▸ **Information provided**:
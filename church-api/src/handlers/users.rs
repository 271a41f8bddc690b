//! `/api/users` handlers. Every handler takes [`Admin`].

use account_service::{AccountChanges, AccountStatus, CreateAccount};
use auth::Role;
use axum::{
    extract::{
        rejection::{JsonRejection, PathRejection},
        Path, State,
    },
    http::StatusCode,
    Json,
};
use serde::Deserialize;
use serde_json::{json, Value};

use crate::error::ApiResult;
use crate::extract::Admin;
use crate::state::AppState;

/// Body of `POST /api/users`
#[derive(Debug, Deserialize)]
pub struct CreateUserRequest {
    pub name: Option<String>,
    pub username: Option<String>,
    #[serde(default)]
    pub password: String,
    pub role: Option<String>,
    pub status: Option<String>,
}

/// Body of `PUT /api/users/:id`
#[derive(Debug, Default, Deserialize)]
pub struct UpdateUserRequest {
    pub name: Option<String>,
    pub role: Option<String>,
    pub status: Option<String>,
    pub password: Option<String>,
}

fn is_admin_role(role: &str) -> bool {
    role == Role::Admin.as_str()
}

fn is_active_status(status: &str) -> bool {
    status == "active"
}

/// `GET /api/users`
pub async fn list(State(state): State<AppState>, _admin: Admin) -> ApiResult<Json<Value>> {
    let domain = state.accounts.email_domain();
    let users: Vec<_> = state
        .accounts
        .list_accounts()
        .await?
        .iter()
        .map(|account| account.view(domain))
        .collect();
    Ok(Json(json!({ "users": users })))
}

/// `POST /api/users`
pub async fn create(
    State(state): State<AppState>,
    Admin(admin): Admin,
    payload: Result<Json<CreateUserRequest>, JsonRejection>,
) -> ApiResult<(StatusCode, Json<Value>)> {
    let Json(body) = payload?;
    let username = body.name.or(body.username).unwrap_or_default();

    let account = state
        .accounts
        .create_account(CreateAccount {
            username,
            password: body.password,
            is_admin: body.role.as_deref().is_some_and(is_admin_role),
            active: body.status.as_deref().is_some_and(is_active_status),
        })
        .await?;

    tracing::info!(admin_id = admin.user_id, user_id = account.id, "User created via admin interface");
    Ok((
        StatusCode::CREATED,
        Json(json!({
            "message": "User created successfully",
            "user": account.view(state.accounts.email_domain()),
        })),
    ))
}

/// `PUT /api/users/:id`
pub async fn update(
    State(state): State<AppState>,
    _admin: Admin,
    path: Result<Path<i64>, PathRejection>,
    payload: Result<Json<UpdateUserRequest>, JsonRejection>,
) -> ApiResult<Json<Value>> {
    let Path(id) = path?;
    let Json(body) = payload?;
    let changes = AccountChanges {
        username: body.name,
        is_admin: body.role.as_deref().map(is_admin_role),
        active: body.status.as_deref().map(is_active_status),
        password: body.password,
    };

    let account = state.accounts.update_account(id, changes).await?;
    Ok(Json(json!({
        "message": "User updated successfully",
        "user": account.view(state.accounts.email_domain()),
    })))
}

/// `DELETE /api/users/:id`
pub async fn delete(
    State(state): State<AppState>,
    _admin: Admin,
    path: Result<Path<i64>, PathRejection>,
) -> ApiResult<Json<Value>> {
    let Path(id) = path?;
    state.accounts.delete_account(id).await?;
    Ok(Json(json!({ "message": "User deleted successfully" })))
}

/// `PUT /api/users/:id/status`
pub async fn toggle_status(
    State(state): State<AppState>,
    _admin: Admin,
    path: Result<Path<i64>, PathRejection>,
) -> ApiResult<Json<Value>> {
    let Path(id) = path?;
    let account = state.accounts.toggle_status(id).await?;
    Ok(Json(json!({
        "message": "User status updated successfully",
        "user": account.view(state.accounts.email_domain()),
    })))
}
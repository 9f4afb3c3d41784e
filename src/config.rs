//! Application configuration

use std::path::PathBuf;

use jeeves_core::{CoachPersonality, CoordinatorConfig};
use serde::Deserialize;

/// Top-level configuration
#[derive(Debug, Clone, Default, Deserialize)]
pub struct AppConfig {
    #[serde(default)]
    pub coordinator: CoordinatorConfig,
    #[serde(default)]
    pub session: SessionConfig,
    #[serde(default)]
    pub personality: CoachPersonality,
}

/// Session persistence settings
#[derive(Debug, Clone, Default, Deserialize)]
pub struct SessionConfig {
    /// JSON file holding the session context; in-memory when unset
    #[serde(default)]
    pub path: Option<PathBuf>,
}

▸ **Exercise description**: Read the entries above, then pull out the lines that include "CreateAccount".

▸ **Response to this task**:
use account_service::{AccountChanges, AccountStatus, CreateAccount};
        .create_account(CreateAccount {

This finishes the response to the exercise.